Language Modeling for Automatic Speech Recognition Meets the Web: Google Search by Voice
Venue
University of Toronto (2012)
Publication Year
2012
Authors
Ciprian Chelba, Johan Schalkwyk, Boulos Harb, Carolina Parada, Cyril Allauzen, Leif Johnson, Michael Riley, Peng Xu, Preethi Jyothi, Thorsten Brants, Vida Ha, Will Neveitt
BibTeX
Abstract
A critical component of a speech recognition system targeting web search is the
language model. The talk presents an empirical exploration of the google.com query
stream with the end goal of high quality statistical language modeling for mobile
voice search. Our experiments show that after text normalization the query stream
is not as ``wild'' as it seems at first sight. One can achieve out-of-vocabulary
rates below 1% using a one million word vocabulary, and excellent n-gram hit ratios
of 77/88% even at high orders such as n=5/4, respectively. Using large scale,
distributed language models can improve performance significantly---up to 10\%
relative reductions in word-error-rate over conventional models used in speech
recognition.

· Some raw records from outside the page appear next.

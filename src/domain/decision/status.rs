//! DecisionStatus enum derived from a decision's publication and relationships.

use serde::{Deserialize, Serialize};
use std::fmt;

/// Lifecycle status of a decision.
///
/// Never stored: always derived from `publish_date` and the relationship map.
#[derive(Debug, Clone, Copy, PartialEq, Eq, Hash, Serialize, Deserialize, Default)]
#[serde(rename_all = "snake_case")]
pub enum DecisionStatus {
    #[default]
    InProgress,
    Blocked,
    Published,
    Superseded,
}

impl DecisionStatus {
    /// Returns true if the decision can still be edited directly.
    pub fn is_editable(&self) -> bool {
        matches!(self, DecisionStatus::InProgress | DecisionStatus::Blocked)
    }

    /// Returns true if the decision has left the active workflow.
    pub fn is_final(&self) -> bool {
        matches!(self, DecisionStatus::Published | DecisionStatus::Superseded)
    }
}

impl fmt::Display for DecisionStatus {
    fn fmt(&self, f: &mut fmt::Formatter<'_>) -> fmt::Result {
        let s = match self {
            DecisionStatus::InProgress => "In Progress",
            DecisionStatus::Blocked => "Blocked",
            DecisionStatus::Published => "Published",
            DecisionStatus::Superseded => "Superseded",
        };
        write!(f, "{}", s)
    }
}
//! ChangeTeamHierarchyHandler - Command handler for structural team changes.

use std::sync::Arc;

use serde::{Deserialize, Serialize};

use crate::domain::foundation::{
    domain_event, CommandMetadata, DomainError, EventId, OrganisationId, SerializableDomainEvent,
    TeamId, Timestamp,
};
use crate::domain::team::{TeamHierarchy, TeamHierarchyError, TeamInput};
use crate::ports::{EventPublisher, TeamHierarchyRepository};

/// One structural change to a hierarchy.
#[derive(Debug, Clone, PartialEq, Eq)]
pub enum TeamHierarchyChange {
    AddTeam(TeamInput),
    /// Rename; the parent must stay the same.
    UpdateTeam(TeamInput),
    MoveTeam {
        team_id: TeamId,
        new_parent_id: Option<TeamId>,
    },
    RemoveTeam(TeamId),
}

impl TeamHierarchyChange {
    pub fn kind(&self) -> &'static str {
        match self {
            TeamHierarchyChange::AddTeam(_) => "add_team",
            TeamHierarchyChange::UpdateTeam(_) => "update_team",
            TeamHierarchyChange::MoveTeam { .. } => "move_team",
            TeamHierarchyChange::RemoveTeam(_) => "remove_team",
        }
    }

    pub fn team_id(&self) -> &TeamId {
        match self {
            TeamHierarchyChange::AddTeam(input) | TeamHierarchyChange::UpdateTeam(input) => {
                &input.id
            }
            TeamHierarchyChange::MoveTeam { team_id, .. } => team_id,
            TeamHierarchyChange::RemoveTeam(team_id) => team_id,
        }
    }

    fn apply(self, hierarchy: &TeamHierarchy) -> Result<TeamHierarchy, TeamHierarchyError> {
        match self {
            TeamHierarchyChange::AddTeam(input) => hierarchy.add_team(input),
            TeamHierarchyChange::UpdateTeam(input) => hierarchy.update_team(input),
            TeamHierarchyChange::MoveTeam {
                team_id,
                new_parent_id,
            } => hierarchy.move_team(&team_id, new_parent_id.as_ref()),
            TeamHierarchyChange::RemoveTeam(team_id) => hierarchy.remove_team(&team_id),
        }
    }
}

#[derive(Debug, Clone)]
pub struct ChangeTeamHierarchyCommand {
    pub organisation_id: OrganisationId,
    pub change: TeamHierarchyChange,
}

#[derive(Debug, Clone)]
pub struct ChangeTeamHierarchyResult {
    pub hierarchy: TeamHierarchy,
    pub event: TeamHierarchyChangedEvent,
}

/// Event published after a hierarchy change is saved.
#[derive(Debug, Clone, Serialize, Deserialize)]
pub struct TeamHierarchyChangedEvent {
    pub event_id: EventId,
    pub organisation_id: OrganisationId,
    pub change: String,
    pub team_id: TeamId,
    pub team_count: usize,
    pub changed_at: Timestamp,
}

domain_event!(
    TeamHierarchyChangedEvent,
    event_type = "team_hierarchy.changed.v1",
    aggregate_id = organisation_id,
    aggregate_type = "TeamHierarchy",
    occurred_at = changed_at,
    event_id = event_id
);

#[derive(Debug, Clone)]
pub enum ChangeTeamHierarchyError {
    Hierarchy(TeamHierarchyError),
    Domain(DomainError),
}

impl std::fmt::Display for ChangeTeamHierarchyError {
    fn fmt(&self, f: &mut std::fmt::Formatter<'_>) -> std::fmt::Result {
        match self {
            ChangeTeamHierarchyError::Hierarchy(err) => write!(f, "{}", err),
            ChangeTeamHierarchyError::Domain(err) => write!(f, "{}", err),
        }
    }
}

impl std::error::Error for ChangeTeamHierarchyError {}

impl From<TeamHierarchyError> for ChangeTeamHierarchyError {
    fn from(err: TeamHierarchyError) -> Self {
        ChangeTeamHierarchyError::Hierarchy(err)
    }
}

impl From<DomainError> for ChangeTeamHierarchyError {
    fn from(err: DomainError) -> Self {
        ChangeTeamHierarchyError::Domain(err)
    }
}

/// Applies a change to the organisation's hierarchy and saves the whole
/// tree. An organisation without a stored hierarchy starts from an empty
/// one.
pub struct ChangeTeamHierarchyHandler {
    hierarchy_repository: Arc<dyn TeamHierarchyRepository>,
    event_publisher: Arc<dyn EventPublisher>,
}

impl ChangeTeamHierarchyHandler {
    pub fn new(
        hierarchy_repository: Arc<dyn TeamHierarchyRepository>,
        event_publisher: Arc<dyn EventPublisher>,
    ) -> Self {
        Self {
            hierarchy_repository,
            event_publisher,
        }
    }

    pub async fn handle(
        &self,
        cmd: ChangeTeamHierarchyCommand,
        metadata: CommandMetadata,
    ) -> Result<ChangeTeamHierarchyResult, ChangeTeamHierarchyError> {
        let current = self
            .hierarchy_repository
            .find(&cmd.organisation_id)
            .await?
            .unwrap_or_default();

        let kind = cmd.change.kind();
        let team_id = cmd.change.team_id().clone();
        let hierarchy = cmd.change.apply(&current).map_err(|e| {
            tracing::warn!(
                organisation_id = %cmd.organisation_id,
                team_id = %team_id,
                change = kind,
                error = %e,
                "Team hierarchy change rejected"
            );
            e
        })?;

        self.hierarchy_repository
            .save(&cmd.organisation_id, &hierarchy)
            .await?;
        let hierarchy = hierarchy.next_version();
        tracing::info!(
            organisation_id = %cmd.organisation_id,
            team_id = %team_id,
            change = kind,
            teams = hierarchy.len(),
            "Team hierarchy changed"
        );

        let event = TeamHierarchyChangedEvent {
            event_id: EventId::new(),
            organisation_id: cmd.organisation_id,
            change: kind.to_string(),
            team_id,
            team_count: hierarchy.len(),
            changed_at: Timestamp::now(),
        };

        let envelope = event
            .to_envelope()?
            .with_correlation_id(metadata.correlation_id())
            .with_user_id(metadata.actor_id.to_string());

        self.event_publisher.publish(envelope).await?;

        Ok(ChangeTeamHierarchyResult { hierarchy, event })
    }
}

We also find that the query stream is non-stationary, which means that
adding more past training data beyond a certain point provides diminishing returns,
and may even degrade performance slightly. Perhaps less surprisingly, we have shown
that locale matters significantly for English query data across USA, Great Britain
and Australia. In an attempt to leverage the speech data in voice search logs, we
successfully build large-scale discriminative N-gram language models and derive
small but significant gains in recognition performance.